→ **ABOUT THIS EXERCISE**
The answer must consist of the records below, repeated exactly.

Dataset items
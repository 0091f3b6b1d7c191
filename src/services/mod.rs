//! Business logic services.
//!
//! Services contain core business logic separated from HTTP handlers.
//! They handle store transactions, validation, and credential issuance.

pub mod authorization;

→ **TASK SOLUTION**
repository 0091f3b6b1d7c191
filename src/services/mod.rs
//! Business logic services.
//!
//! Services contain core business logic separated from HTTP handlers.
//! They handle store transactions, validation, and credential issuance.

pub mod authorization;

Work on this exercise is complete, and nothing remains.